Interfacial bond-breaking electron transfer in mixed water-ethylene glycol solutions: reorganization energy and interplay between different solvent modes

Oksana Ismailova  1 Alexander S BerezinMichael ProbstRenat R Nazmutdinov
Affiliations

Interfacial bond-breaking electron transfer in mixed water-ethylene glycol solutions: reorganization energy and interplay between different solvent modes

Oksana Ismailova et al. J Phys Chem B. .

Abstract

We explore solvent dynamics effects in interfacial bond breaking electron transfer in terms of a multimode approach and make an attempt to interpret challenging recent experimental results (the nonmonotonous behavior of the rate constant of electroreduction of S2O8(2-) from mixed water-EG solutions when increasing the EG fraction; see Zagrebin, P.A. et al. J. Phys. Chem. B 2010, 114, 311). The exact expansion of the solvent correlation function (calculated using experimental dielectric spectra) in a series predicts the splitting of solvent coordinate in three independent modes characterized by different relaxation times. This makes it possible to construct a 5D free-energy surface along three solvent coordinates and one intramolecular degree of freedom describing first electron transfer at the reduction of a peroxodisulphate anion. Classical molecular dynamics simulations were performed to study the solvation of a peroxodisulphate anion (S2O8(2-)) in oxidized and reduced states in pure water and ethylene glycol (EG) as well as mixed H2O-EG solutions.

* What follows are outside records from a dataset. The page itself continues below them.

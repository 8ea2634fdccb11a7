use serde::{Deserialize, Serialize};
use std::time::Duration;

use crate::error::ScanError;

/// Largest number of path points a plan may describe
pub const MAX_SCAN_POINTS: usize = 1_000_000;

/// Raster scan geometry and acquisition gate, all in physical units (mm, ps, s)
#[derive(Debug, Clone, PartialEq, Serialize, Deserialize)]
pub struct ScanPlan {
    pub center_x: f64,
    pub center_y: f64,
    pub width: f64,
    pub height: f64,
    pub step_x: f64,
    pub step_y: f64,
    pub t_min: f64,
    pub t_max: f64,
    /// Settle time between reaching a point and acquiring its waveform
    pub wait_time_secs: f64,
}

impl Default for ScanPlan {
    fn default() -> Self {
        Self {
            center_x: 85.0,
            center_y: 140.0,
            width: 10.0,
            height: 10.0,
            step_x: 1.0,
            step_y: 1.0,
            t_min: 0.0,
            t_max: 100.0,
            wait_time_secs: 0.5,
        }
    }
}

impl ScanPlan {
    pub fn validate(&self) -> Result<(), ScanError> {
        let fields = [
            ("center_x", self.center_x),
            ("center_y", self.center_y),
            ("width", self.width),
            ("height", self.height),
            ("step_x", self.step_x),
            ("step_y", self.step_y),
            ("t_min", self.t_min),
            ("t_max", self.t_max),
            ("wait_time_secs", self.wait_time_secs),
        ];
        if let Some((name, _)) = fields.iter().find(|(_, value)| !value.is_finite()) {
            return Err(ScanError::InvalidPlan(format!("{name} must be finite")));
        }

        if self.step_x <= 0.0 || self.step_y <= 0.0 {
            return Err(ScanError::InvalidPlan(
                "step sizes must be positive".to_string(),
            ));
        }
        if self.width < 0.0 || self.height < 0.0 {
            return Err(ScanError::InvalidPlan(
                "width and height must not be negative".to_string(),
            ));
        }
        if self.wait_time_secs < 0.0 {
            return Err(ScanError::InvalidPlan(
                "wait time must not be negative".to_string(),
            ));
        }

        let total = step_count(self.width, self.step_x)
            .zip(step_count(self.height, self.step_y))
            .and_then(|(x, y)| x.checked_mul(y));
        match total {
            Some(total) if total <= MAX_SCAN_POINTS => Ok(()),
            _ => Err(ScanError::InvalidPlan(format!(
                "plan exceeds {MAX_SCAN_POINTS} points"
            ))),
        }
    }

    pub fn start_x(&self) -> f64 {
        self.center_x - self.width / 2.0
    }

    pub fn end_x(&self) -> f64 {
        self.center_x + self.width / 2.0
    }

    pub fn start_y(&self) -> f64 {
        self.center_y - self.height / 2.0
    }

    pub fn end_y(&self) -> f64 {
        self.center_y + self.height / 2.0
    }

    pub fn x_steps(&self) -> usize {
        ((self.width / self.step_x).floor() as usize).saturating_add(1)
    }

    pub fn y_steps(&self) -> usize {
        ((self.height / self.step_y).floor() as usize).saturating_add(1)
    }

    pub fn total_points(&self) -> usize {
        self.x_steps().saturating_mul(self.y_steps())
    }

    pub fn settle_time(&self) -> Duration {
        Duration::from_secs_f64(self.wait_time_secs.max(0.0))
    }

    /// Boustrophedon traversal of the grid
    pub fn path(&self) -> ScanPath {
        ScanPath {
            start_x: self.start_x(),
            start_y: self.start_y(),
            step_x: self.step_x,
            step_y: self.step_y,
            x_steps: self.x_steps(),
            total: self.total_points(),
            next: 0,
        }
    }
}

/// Points along one axis, or `None` when the count cannot be represented
fn step_count(span: f64, step: f64) -> Option<usize> {
    let intervals = (span / step).floor();
    if intervals.is_finite() && intervals < MAX_SCAN_POINTS as f64 {
        Some(intervals as usize + 1)
    } else {
        None
    }
}

/// One point of the scan path
#[derive(Debug, Clone, Copy, PartialEq)]
pub struct PathPoint {
    /// Position in traversal order
    pub index: usize,
    pub row: usize,
    pub col: usize,
    pub x: f64,
    pub y: f64,
}

/// Even rows run columns ascending, odd rows descending
#[derive(Debug, Clone)]
pub struct ScanPath {
    start_x: f64,
    start_y: f64,
    step_x: f64,
    step_y: f64,
    x_steps: usize,
    total: usize,
    next: usize,
}

impl Iterator for ScanPath {
    type Item = PathPoint;

    fn next(&mut self) -> Option<PathPoint> {
        if self.next >= self.total {
            return None;
        }
        let index = self.next;
        self.next += 1;

        let row = index / self.x_steps;
        let offset = index % self.x_steps;
        let col = if row % 2 == 0 {
            offset
        } else {
            self.x_steps - 1 - offset
        };

        Some(PathPoint {
            index,
            row,
            col,
            x: self.start_x + col as f64 * self.step_x,
            y: self.start_y + row as f64 * self.step_y,
        })
    }

    fn size_hint(&self) -> (usize, Option<usize>) {
        let remaining = self.total - self.next;
        (remaining, Some(remaining))
    }
}

impl ExactSizeIterator for ScanPath {}
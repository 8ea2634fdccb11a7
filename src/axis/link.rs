use serialport::{ClearBuffer, DataBits, FlowControl, Parity, SerialPort, StopBits};
use std::io::{self, Read, Write};
use std::time::Duration;

/// Byte stream to one motion controller.
///
/// The listener thread reads through one handle while commands are written
/// through another, so implementations must be cloneable onto the same
/// underlying device.
pub trait AxisLink: Read + Write + Send {
    /// Number of received bytes waiting to be read
    fn bytes_available(&mut self) -> io::Result<usize>;

    /// Discard everything received but not yet read
    fn discard_input(&mut self) -> io::Result<()>;

    /// Open a second handle onto the same device
    fn try_clone_link(&self) -> io::Result<Box<dyn AxisLink>>;
}

/// Serial link at the controller's fixed framing: 9600 baud, 8 data bits, no parity, 1 stop bit.
pub struct SerialLink {
    port: Box<dyn SerialPort>,
}

impl SerialLink {
    pub const BAUD_RATE: u32 = 9600;

    pub fn open(path: &str, read_timeout: Duration) -> io::Result<Self> {
        let port = serialport::new(path, Self::BAUD_RATE)
            .data_bits(DataBits::Eight)
            .parity(Parity::None)
            .stop_bits(StopBits::One)
            .flow_control(FlowControl::None)
            .timeout(read_timeout)
            .open()?;

        Ok(Self { port })
    }

    pub fn name(&self) -> Option<String> {
        self.port.name()
    }
}

impl Read for SerialLink {
    fn read(&mut self, buf: &mut [u8]) -> io::Result<usize> {
        self.port.read(buf)
    }
}

impl Write for SerialLink {
    fn write(&mut self, buf: &[u8]) -> io::Result<usize> {
        self.port.write(buf)
    }

    fn flush(&mut self) -> io::Result<()> {
        self.port.flush()
    }
}

impl AxisLink for SerialLink {
    fn bytes_available(&mut self) -> io::Result<usize> {
        Ok(self.port.bytes_to_read()? as usize)
    }

    fn discard_input(&mut self) -> io::Result<()> {
        Ok(self.port.clear(ClearBuffer::Input)?)
    }

    fn try_clone_link(&self) -> io::Result<Box<dyn AxisLink>> {
        let port = self.port.try_clone()?;
        Ok(Box::new(SerialLink { port }))
    }
}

The solvent reorganization energy of the first electron-transfer step at the reduction of S2O8(2-) was calculated for several compositions of the mixed solution. This quantity was found to be significantly asymmetric. (The reorganization energies of reduction and oxidation differ from each other.) The averaged reorganization energy slightly increases with increasing the EG content in solution. This finding clearly indicates that for the reaction under study the static solvent effect no longer competes with solvent dynamics. Brownian dynamics simulations were performed to calculate the electron-transfer rate constants as a function of the solvent composition. The results of the simulations explain the experimental data, at least qualitatively.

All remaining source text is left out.